Predator or not? Invasive snails hide even when they don’t know

Recognizing the signs of a predator can mean the difference between living to see another day and becoming another critter’s midday snack.

All prey animals, whether a swift-footed deer or a slow-moving snail, use cues from their environment to sense the presence of a threat. It’s what keeps them alive — or at least gives them a shot at getting away.

But the specific cues that trigger prey defenses vary depending on the species of prey and their history in the ecosystem, a new University of Washington study finds. The research, published online Jan. 12 in the journal American Naturalist, analyzed the behavior of seven species of marine snails found in Washington waters — three native and four invasive — and discovered that native and invasive snails use different cues to assess risk.

The invasive snails were introduced unintentionally at least a century ago as hitchhikers on imported oysters. In experiments with these invasives, a UW researcher found that they fled quickly (as snails can do) and hid when they smelled chemicals released from crushed snails of the same species — meant to mimic a predator eating their close kin. This is surprising because these so-called “alarm cues” don’t provide the snails with much of a clue as to what or where the danger might be. Panicking with only vague information to go on could even be counter-productive, causing snails to miss their lunch unnecessarily, or actually make them more vulnerable to a predator.

By contrast, the three species of native snails didn’t react when they encountered the same situation. Instead, they went about their business until they had multiple sources of information, including from a predator and other prey, before fleeing or hiding.

In other words, the fear reactions in native snails were more finely tuned, while the invasive snails jumped ship at the first whiff of a threat.

“It’s pretty rare for a distinction between native and invasive species to be as consistent as it is here — which suggests it might hold true in other species and locations,” said author Emily Grason, an invasion ecologist at UW-based Washington Sea Grant who recently completed her doctorate in biology at the UW.

This study is the first to compare multiple species and their reactions to threats using many different predator cues. Because the reactions of native and non-native snails split neatly, it suggests there could be a link between sensitivity to alarm cues and invasion success. On one hand, that can keep them from important tasks like eating and mating, but it also can fortify their strength as an invader, Grason explained.

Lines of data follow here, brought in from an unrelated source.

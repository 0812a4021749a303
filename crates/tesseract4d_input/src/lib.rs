//! Pointer input handling
//!
//! This crate turns raw winit pointer events into the per-frame
//! [`FrameInput`](tesseract4d_core::FrameInput) the core consumes:
//!
//! - Left drag: rotate in the XZ / YZ planes
//! - Right drag: rotate in the XW / YW planes
//! - Scroll wheel: zoom

mod pointer_controller;

pub use pointer_controller::PointerController;
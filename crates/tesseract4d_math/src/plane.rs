//! The 6 rotation planes of 4D space
//!
//! In 4D, rotations happen in planes rather than around axes.
//! Only XZ, YZ, XW and YW are driven by the pointer; the other two are
//! kept so every plane has a name.

/// A plane spanned by two coordinate axes
#[derive(Clone, Copy, Debug, PartialEq, Eq, Hash)]
pub enum RotationPlane {
    /// XY plane - roll around the view axis
    XY,
    /// XZ plane - horizontal drag with the primary button
    XZ,
    /// YZ plane - vertical drag with the primary button
    YZ,
    /// XW plane - horizontal drag with the secondary button (ana/kata)
    XW,
    /// YW plane - vertical drag with the secondary button (ana/kata)
    YW,
    /// ZW plane
    ZW,
}

impl RotationPlane {
    pub const ALL: [RotationPlane; 6] = [
        RotationPlane::XY,
        RotationPlane::XZ,
        RotationPlane::YZ,
        RotationPlane::XW,
        RotationPlane::YW,
        RotationPlane::ZW,
    ];

    /// Axis indices (0=X, 1=Y, 2=Z, 3=W) in the order the plane is named
    ///
    /// A positive angle carries the second axis toward the first:
    /// `XZ` by +90° maps +Z onto +X.
    pub const fn axes(self) -> (usize, usize) {
        match self {
            RotationPlane::XY => (0, 1),
            RotationPlane::XZ => (0, 2),
            RotationPlane::YZ => (1, 2),
            RotationPlane::XW => (0, 3),
            RotationPlane::YW => (1, 3),
            RotationPlane::ZW => (2, 3),
        }
    }
}
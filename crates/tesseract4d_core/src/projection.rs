//! Projection and shading
//!
//! Turns the 16 4D vertices into two GPU-ready vertex streams that share
//! vertex identities with the source array:
//!
//! - faces: gray level from depth, alpha 0.1
//! - mesh: constant black, alpha 0.2
//!
//! Projection to 3D drops W outright; there is no 4D perspective divide.

use bytemuck::{Pod, Zeroable};
use tesseract4d_math::{smoothstep, Vec4};

use crate::geometry::VERTEX_COUNT;

/// Alpha of the shaded face stream
pub const FACE_ALPHA: f32 = 0.1;

/// Color of every wireframe vertex
pub const MESH_COLOR: [f32; 4] = [0.0, 0.0, 0.0, 0.2];

/// Normalized depth at which faces start to brighten
pub const SHADE_EDGE_LOW: f32 = 0.1;

/// Normalized depth at which faces reach full brightness
pub const SHADE_EDGE_HIGH: f32 = 0.15;

/// A vertex in the 3D scene with its color
///
/// Layout matches the shader's vertex input: position at offset 0,
/// color at offset 12.
#[repr(C)]
#[derive(Clone, Copy, Debug, Default, PartialEq, Pod, Zeroable)]
pub struct ColorVertex {
    /// Position in 3D space (x, y, z)
    pub position: [f32; 3],
    /// RGBA color
    pub color: [f32; 4],
}

impl ColorVertex {
    pub fn new(position: [f32; 3], color: [f32; 4]) -> Self {
        Self { position, color }
    }
}

/// Smallest and largest Z over a vertex set
pub fn depth_range(vertices: &[Vec4]) -> (f32, f32) {
    vertices.iter().fold((f32::INFINITY, f32::NEG_INFINITY), |(lo, hi), v| {
        (lo.min(v.z), hi.max(v.z))
    })
}

/// Position of `z` within `[min, max]` as a value in [0, 1]
///
/// An empty range (all Z equal) maps everything to 0.
pub fn normalized_depth(z: f32, min: f32, max: f32) -> f32 {
    let span = max - min;
    if span > 0.0 {
        ((z - min) / span).clamp(0.0, 1.0)
    } else {
        0.0
    }
}

/// Face brightness for a normalized depth
pub fn depth_shade(t: f32) -> f32 {
    smoothstep(SHADE_EDGE_LOW, SHADE_EDGE_HIGH, t)
}

/// The two vertex streams uploaded every time the geometry changes
#[derive(Clone, Debug, PartialEq)]
pub struct RenderStreams {
    /// Shaded cell faces
    pub faces: [ColorVertex; VERTEX_COUNT],
    /// Wireframe edges
    pub mesh: [ColorVertex; VERTEX_COUNT],
}

impl RenderStreams {
    /// Streams for the given vertices
    pub fn new(vertices: &[Vec4; VERTEX_COUNT]) -> Self {
        let mut streams = Self {
            faces: [ColorVertex::default(); VERTEX_COUNT],
            mesh: [ColorVertex::new([0.0; 3], MESH_COLOR); VERTEX_COUNT],
        };
        streams.update_from(vertices);
        streams
    }

    /// Recompute positions and colors in place
    pub fn update_from(&mut self, vertices: &[Vec4; VERTEX_COUNT]) {
        let (min, max) = depth_range(vertices);

        for (i, v) in vertices.iter().enumerate() {
            let position = v.xyz();
            let f = depth_shade(normalized_depth(v.z, min, max));

            self.faces[i] = ColorVertex::new(position, [f, f, f, FACE_ALPHA]);
            self.mesh[i] = ColorVertex::new(position, MESH_COLOR);
        }
    }
}

/// Project and shade a vertex set into fresh render streams
pub fn recompute(vertices: &[Vec4; VERTEX_COUNT]) -> RenderStreams {
    RenderStreams::new(vertices)
}
//! WGPU device, queue and surface management

use std::fmt;
use std::sync::Arc;

use winit::{dpi::PhysicalSize, window::Window};

use crate::viewport::Viewport;

/// Failure while bringing up the GPU
#[derive(Debug)]
pub enum ContextError {
    /// The window could not be turned into a surface
    Surface(String),
    /// No adapter can present to the surface
    NoAdapter,
    /// The adapter refused to create a device
    Device(String),
}

impl fmt::Display for ContextError {
    fn fmt(&self, f: &mut fmt::Formatter<'_>) -> fmt::Result {
        match self {
            ContextError::Surface(msg) => write!(f, "Surface creation failed: {}", msg),
            ContextError::NoAdapter => write!(f, "No compatible GPU adapter found"),
            ContextError::Device(msg) => write!(f, "Device creation failed: {}", msg),
        }
    }
}

impl std::error::Error for ContextError {}

/// Everything needed to draw into one window
pub struct RenderContext {
    pub surface: wgpu::Surface<'static>,
    pub device: wgpu::Device,
    pub queue: wgpu::Queue,
    pub config: wgpu::SurfaceConfiguration,
    pub size: PhysicalSize<u32>,
}

impl RenderContext {
    /// Create a context, choosing FIFO presentation when `vsync` is set
    pub async fn with_vsync(window: Arc<Window>, vsync: bool) -> Result<Self, ContextError> {
        let size = window.inner_size();

        let instance = wgpu::Instance::default();
        let surface = instance
            .create_surface(window)
            .map_err(|e| ContextError::Surface(e.to_string()))?;

        let adapter = instance
            .request_adapter(&wgpu::RequestAdapterOptions {
                power_preference: wgpu::PowerPreference::default(),
                force_fallback_adapter: false,
                compatible_surface: Some(&surface),
            })
            .await
            .ok_or(ContextError::NoAdapter)?;

        let info = adapter.get_info();
        log::info!("Using adapter '{}' ({:?})", info.name, info.backend);

        let (device, queue) = adapter
            .request_device(
                &wgpu::DeviceDescriptor {
                    label: Some("Tesseract Device"),
                    required_features: wgpu::Features::empty(),
                    required_limits: wgpu::Limits::downlevel_defaults()
                        .using_resolution(adapter.limits()),
                    memory_hints: wgpu::MemoryHints::default(),
                },
                None,
            )
            .await
            .map_err(|e| ContextError::Device(e.to_string()))?;

        let caps = surface.get_capabilities(&adapter);
        let format = choose_format(&caps.formats)?;
        let alpha_mode = caps
            .alpha_modes
            .first()
            .copied()
            .ok_or_else(|| ContextError::Surface("no supported alpha modes".to_string()))?;

        let present_mode = if vsync {
            wgpu::PresentMode::AutoVsync
        } else {
            wgpu::PresentMode::AutoNoVsync
        };

        let config = wgpu::SurfaceConfiguration {
            usage: wgpu::TextureUsages::RENDER_ATTACHMENT,
            format,
            width: size.width.max(1),
            height: size.height.max(1),
            present_mode,
            desired_maximum_frame_latency: 2,
            alpha_mode,
            view_formats: vec![],
        };
        surface.configure(&device, &config);

        log::debug!("Surface configured: {:?} {}x{}", format, config.width, config.height);

        Ok(Self {
            surface,
            device,
            queue,
            config,
            size,
        })
    }

    /// Reconfigure the surface for a new window size
    ///
    /// Zero-sized requests (minimized windows) are ignored.
    pub fn resize(&mut self, new_size: PhysicalSize<u32>) {
        if new_size.width > 0 && new_size.height > 0 {
            self.size = new_size;
            self.config.width = new_size.width;
            self.config.height = new_size.height;
            self.surface.configure(&self.device, &self.config);
        }
    }

    /// Re-apply the current configuration after the surface was lost
    pub fn reconfigure(&mut self) {
        self.resize(self.size);
    }
}

impl Viewport for RenderContext {
    fn viewport_size(&self) -> (u32, u32) {
        (self.config.width, self.config.height)
    }
}

/// Pick the surface format, preferring a non-sRGB one
///
/// Vertex colors are authored in display space.
fn choose_format(formats: &[wgpu::TextureFormat]) -> Result<wgpu::TextureFormat, ContextError> {
    formats
        .iter()
        .copied()
        .find(|f| !f.is_srgb())
        .or_else(|| formats.first().copied())
        .ok_or_else(|| ContextError::Surface("no supported surface formats".to_string()))
}

#[cfg(test)]
mod tests {
    use super::*;
    use wgpu::TextureFormat;

    #[test]
    fn test_prefers_non_srgb_format() {
        let formats = [TextureFormat::Bgra8UnormSrgb, TextureFormat::Bgra8Unorm];
        assert_eq!(choose_format(&formats).unwrap(), TextureFormat::Bgra8Unorm);
    }

    #[test]
    fn test_falls_back_to_first_format() {
        let formats = [TextureFormat::Rgba8UnormSrgb, TextureFormat::Bgra8UnormSrgb];
        assert_eq!(choose_format(&formats).unwrap(), TextureFormat::Rgba8UnormSrgb);
    }

    #[test]
    fn test_empty_capabilities_is_an_error() {
        let err = choose_format(&[]).unwrap_err();
        assert!(matches!(err, ContextError::Surface(_)));
        assert_eq!(err.to_string(), "Surface creation failed: no supported surface formats");
    }
}
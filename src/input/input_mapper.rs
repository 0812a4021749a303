//! Input mapping from raw key events to semantic actions
//!
//! Pointer drags and the scroll wheel are NOT mapped here - they go directly
//! to the PointerController.

use winit::event::ElementState;
use winit::keyboard::KeyCode;

/// Actions triggered by keyboard input
#[derive(Debug, Clone, Copy, PartialEq, Eq)]
pub enum InputAction {
    /// Switch between windowed and borderless fullscreen (F11)
    ToggleFullscreen,
    /// Return to windowed mode (Escape while fullscreen)
    LeaveFullscreen,
    /// Exit application (Escape while windowed)
    Exit,
}

/// Maps raw key events to semantic actions
pub struct InputMapper;

impl InputMapper {
    /// Map keyboard input to an action
    ///
    /// Only fresh presses count; releases and auto-repeat are ignored.
    pub fn map_keyboard(
        key: KeyCode,
        state: ElementState,
        repeat: bool,
        fullscreen: bool,
    ) -> Option<InputAction> {
        if state != ElementState::Pressed || repeat {
            return None;
        }

        match key {
            KeyCode::F11 => Some(InputAction::ToggleFullscreen),
            KeyCode::Escape => {
                if fullscreen {
                    Some(InputAction::LeaveFullscreen)
                } else {
                    Some(InputAction::Exit)
                }
            }
            _ => None,
        }
    }
}

#[cfg(test)]
mod tests {
    use super::*;

    #[test]
    fn test_f11_toggles_fullscreen() {
        for fullscreen in [false, true] {
            let action = InputMapper::map_keyboard(KeyCode::F11, ElementState::Pressed, false, fullscreen);
            assert_eq!(action, Some(InputAction::ToggleFullscreen));
        }
    }

    #[test]
    fn test_escape_when_fullscreen_leaves() {
        let action = InputMapper::map_keyboard(KeyCode::Escape, ElementState::Pressed, false, true);
        assert_eq!(action, Some(InputAction::LeaveFullscreen));
    }

    #[test]
    fn test_escape_when_windowed_exits() {
        let action = InputMapper::map_keyboard(KeyCode::Escape, ElementState::Pressed, false, false);
        assert_eq!(action, Some(InputAction::Exit));
    }

    #[test]
    fn test_key_release_ignored() {
        let action = InputMapper::map_keyboard(KeyCode::F11, ElementState::Released, false, false);
        assert_eq!(action, None);
    }

    #[test]
    fn test_key_repeat_ignored() {
        // Holding F11 must not flicker between modes
        let action = InputMapper::map_keyboard(KeyCode::F11, ElementState::Pressed, true, false);
        assert_eq!(action, None);
    }

    #[test]
    fn test_other_keys_not_mapped() {
        for key in [KeyCode::KeyW, KeyCode::KeyF, KeyCode::Space, KeyCode::Enter] {
            let action = InputMapper::map_keyboard(key, ElementState::Pressed, false, false);
            assert_eq!(action, None, "Key {:?} should not be mapped", key);
        }
    }
}
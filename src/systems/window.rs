//! Window management system
//!
//! Handles window creation, fullscreen toggle, and title updates.

use std::sync::Arc;
use winit::{
    event_loop::ActiveEventLoop,
    window::{Fullscreen, Window},
};
use crate::config::WindowConfig;

/// Manages the application window
pub struct WindowSystem {
    window: Arc<Window>,
    base_title: String,
    shown_scale: Option<f32>,
}

impl WindowSystem {
    /// Create window from config
    pub fn create(
        event_loop: &ActiveEventLoop,
        config: &WindowConfig,
    ) -> Result<Self, WindowError> {
        let mut attrs = Window::default_attributes()
            .with_title(&config.title)
            .with_inner_size(winit::dpi::LogicalSize::new(
                config.width,
                config.height,
            ));

        if config.fullscreen {
            attrs = attrs.with_fullscreen(Some(Fullscreen::Borderless(None)));
        }

        let window = Arc::new(
            event_loop
                .create_window(attrs)
                .map_err(|e| WindowError::CreationFailed(e.to_string()))?,
        );

        log::info!(
            "Created window {}x{}{}",
            config.width,
            config.height,
            if config.fullscreen { " (fullscreen)" } else { "" }
        );

        Ok(Self {
            window,
            base_title: config.title.clone(),
            shown_scale: None,
        })
    }

    /// Get window reference (for RenderContext creation)
    pub fn window(&self) -> &Arc<Window> {
        &self.window
    }

    pub fn is_fullscreen(&self) -> bool {
        self.window.fullscreen().is_some()
    }

    /// Toggle fullscreen mode
    pub fn toggle_fullscreen(&self) {
        let new_fullscreen = if self.is_fullscreen() {
            None
        } else {
            Some(Fullscreen::Borderless(None))
        };
        log::info!("Fullscreen: {}", if new_fullscreen.is_some() { "ON" } else { "OFF" });
        self.window.set_fullscreen(new_fullscreen);
    }

    /// Return to windowed mode
    pub fn leave_fullscreen(&self) {
        if self.is_fullscreen() {
            log::info!("Fullscreen: OFF");
            self.window.set_fullscreen(None);
        }
    }

    /// Show the current scale factor in the title bar
    pub fn update_title(&mut self, scale: f32) {
        if self.shown_scale == Some(scale) {
            return;
        }
        self.window.set_title(&format_title(&self.base_title, scale));
        self.shown_scale = Some(scale);
    }

    /// Request a redraw
    pub fn request_redraw(&self) {
        self.window.request_redraw();
    }
}

/// Title text for a given scale factor
pub fn format_title(base: &str, scale: f32) -> String {
    format!("{} - Scale: {:.2} [drag: rotate, wheel: zoom, F11: fullscreen]", base, scale)
}

#[derive(Debug)]
pub enum WindowError {
    CreationFailed(String),
}

impl std::fmt::Display for WindowError {
    fn fmt(&self, f: &mut std::fmt::Formatter<'_>) -> std::fmt::Result {
        match self {
            WindowError::CreationFailed(msg) => write!(f, "Window creation failed: {}", msg),
        }
    }
}

impl std::error::Error for WindowError {}
//! Application systems
//!
//! Modular systems extracted from main.rs for better organization and testability.

mod render;
mod simulation;
mod window;

pub use render::{RenderError, RenderSystem};
pub use simulation::{SimulationResult, SimulationSystem};
pub use window::{format_title, WindowError, WindowSystem};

“The non-native snails show up and they are just neurotic enough, and a bit wary, and that actually helps them survive in certain situations,” she said. “You end up with invasive snails that hide at the right time, even if they don’t know what the predator is. And that’s exactly what happens when snails show up in a new spot; they are surrounded by predators never encountered before. General wariness might keep them alive.”

Grason ran separate lab experiments for each species of snail. Two bins, with flowing seawater, were attached by a pipe, and she manipulated cues of a predation threat in the upstream bin while recording snails’ behavior in the downstream bin. The cues tested for all species included a crab, either hungry or fed, crushed snails of the same species and two other combinations of these factors.

The invasive snails’ catchall reaction to signals of danger can help ecologists better understand invasions and predict their impact on ecosystems, which is never easy.

“Ultimately, biological invasions are a Pandora’s box because we don’t know what will happen,” Grason said. “Nevertheless, understanding the details of an invasion — especially where there are and aren’t patterns — is important. Thinking about biological invasions in new ways is going to offer us more tools with which to understand and hopefully intervene, or mitigate the impacts on other species.”

This study was funded by the UW, the Conchologists of America, the National Shellfisheries Association, the Pacific Northwest Shell Club and the National Oceanic and Atmospheric Administration.